Errum Manzil or Iram Manzil is an expansive palace standing in Hyderabad, Telangana, India. It was built around the year 1870 by Nawab Safdar Jung Musheer-ud-daula Fakhrul Mulk, a nobleman of Hyderabad state. It is located on top of a hillock off the Khairatabad - Panjagutta road. The Errum Manzil is well known for its Indo-European baroque style of architecture. Its facades display Doric and Corinthian pilasters, arched windows with verandahs, and a central dome rising above a U‑shaped plan. The palace once included auxiliary stables, a dairy farm, and landscaped gardens, amenities befitting its princely owner.

==History==
The Errum Manzil is likely named after Iram, a lost city mentioned in the Qur'an that was said to have lofty pillars. The palace was used for royal banquets and other grand events. Later, the palace was taken over by the Government to be used as a records store-house. After some years it was again transferred into the hands of Public Works Department. Presently the land on which the palace is located houses offices of the Engineers-in-chief and the Chief Engineers of the Roads and Buildings and Irrigation/Command Area Development Departments.
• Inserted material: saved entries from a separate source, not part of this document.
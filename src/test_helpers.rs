use std::sync::Arc;

use axum::Router;
use sea_orm::DatabaseConnection;

use crate::{
    db::{MemoryTodoStore, TodoStore, dao::TodoDao},
    routes::app,
    state::AppState,
};

pub fn test_state(store: Arc<dyn TodoStore>) -> Arc<AppState> {
    AppState::new(store)
}

/// Fully layered router over a fresh in-memory store.
pub fn test_router() -> Router {
    app(test_state(Arc::new(MemoryTodoStore::new())))
}

/// Fully layered router over a sea-orm connection, usually a `MockDatabase`.
pub fn test_router_with_db(db: &DatabaseConnection) -> Router {
    app(test_state(Arc::new(TodoDao::new(db))))
}
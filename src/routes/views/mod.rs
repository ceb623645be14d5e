use axum::Router;

pub mod public;

pub fn router() -> Router {
    Router::new().merge(public::router())
}
#[allow(unused_imports)]
pub mod prelude {
    pub use super::todo::Entity as Todo;
}

pub mod todo;
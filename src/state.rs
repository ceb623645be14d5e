use std::sync::Arc;

use crate::{db::TodoStore, services::TodoService};

/// Shared by every handler behind an `Arc`.
#[derive(Clone)]
pub struct AppState {
    pub todos: TodoService,
}

impl AppState {
    pub fn new(store: Arc<dyn TodoStore>) -> Arc<Self> {
        Arc::new(Self {
            todos: TodoService::new(store),
        })
    }
}
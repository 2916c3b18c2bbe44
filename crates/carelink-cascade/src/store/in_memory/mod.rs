//! In-memory reference backend using HashMap and petgraph.
//!
//! All data is held in RAM and lost when the process exits. It is suitable
//! for tests and development, and it pins down the behavior a production
//! backend must match: stable dependent ordering, atomic plan application,
//! and conflict detection under concurrent executes.
//!
//! # Thread Safety
//!
//! State lives behind `Arc<tokio::sync::Mutex<_>>`. Every trait operation
//! acquires the lock once; `apply` validates and mutates under a single
//! acquisition, which is what makes the plan atomic and lets the loser of a
//! concurrent-execute race observe a conflict instead of a double delete.

mod inner;
mod trait_impl;

use crate::domain::{EntityId, EntityRef, EntityType};
use crate::error::Result;
use inner::InMemoryStoreInner;
use std::sync::Arc;
use tokio::sync::Mutex;

/// Thread-safe in-memory store handle.
///
/// Cloning is cheap and clones share the same underlying state. Seeding and
/// inspection methods live on the concrete type; the engine itself only sees
/// the [`crate::store::DependentStore`] trait.
#[derive(Clone)]
pub struct InMemoryStore {
    inner: Arc<Mutex<InMemoryStoreInner>>,
}

impl InMemoryStore {
    /// Create an empty store.
    pub fn new() -> Self {
        Self {
            inner: Arc::new(Mutex::new(InMemoryStoreInner::new())),
        }
    }

    /// Insert a record and return its reference.
    pub async fn insert(
        &self,
        entity_type: EntityType,
        id: impl Into<EntityId>,
        name: impl Into<String>,
    ) -> EntityRef {
        let entity = EntityRef::new(entity_type, id);
        let mut inner = self.inner.lock().await;
        inner.insert(entity.clone(), name.into());
        entity
    }

    /// Link `dependent` to `owner` under a relation name.
    ///
    /// # Errors
    ///
    /// Fails if either endpoint does not exist.
    pub async fn link(
        &self,
        dependent: &EntityRef,
        owner: &EntityRef,
        relation: &'static str,
    ) -> Result<()> {
        let mut inner = self.inner.lock().await;
        inner.link(dependent, owner, relation)
    }

    /// Whether a record exists.
    pub async fn contains(&self, entity: &EntityRef) -> bool {
        let inner = self.inner.lock().await;
        inner.records.contains_key(entity)
    }

    /// Number of records of the given type.
    pub async fn count_of(&self, entity_type: EntityType) -> usize {
        let inner = self.inner.lock().await;
        inner
            .records
            .keys()
            .filter(|entity| entity.entity_type == entity_type)
            .count()
    }

    /// Whether any relation edge links `dependent` to `owner`.
    pub async fn is_linked(&self, dependent: &EntityRef, owner: &EntityRef) -> bool {
        let inner = self.inner.lock().await;
        match (inner.node_map.get(dependent), inner.node_map.get(owner)) {
            (Some(&from), Some(&to)) => inner.graph.contains_edge(from, to),
            _ => false,
        }
    }

    /// Snapshot of every record, sorted, for before/after comparisons.
    pub async fn export_all(&self) -> Vec<(EntityRef, String)> {
        let inner = self.inner.lock().await;
        let mut all: Vec<_> = inner
            .records
            .iter()
            .map(|(entity, record)| (entity.clone(), record.name.clone()))
            .collect();
        all.sort();
        all
    }
}

impl Default for InMemoryStore {
    fn default() -> Self {
        Self::new()
    }
}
The Government of Telangana previously announced that the structure would be razed because of its dilapidated state. There has been a coordinated effort by locals to preserve this historic structure. This structure falls under the B2 category on the list Archaeological Survey of India. Recently, a High Court order made it illegal to demolish the structure.

== Architecture ==
The Errun Manzil is well known for its Indo-European baroque style of architecture. During its heyday the palace had over 150 rooms furnished with Louis XVI furniture, nine-hole golf course, polo ground, stable for horses and a dairy farm. The palace was full of stucco and ornamental works. The palace used to overlook the Hussain Sagar, but this view has now been blocked by other buildings.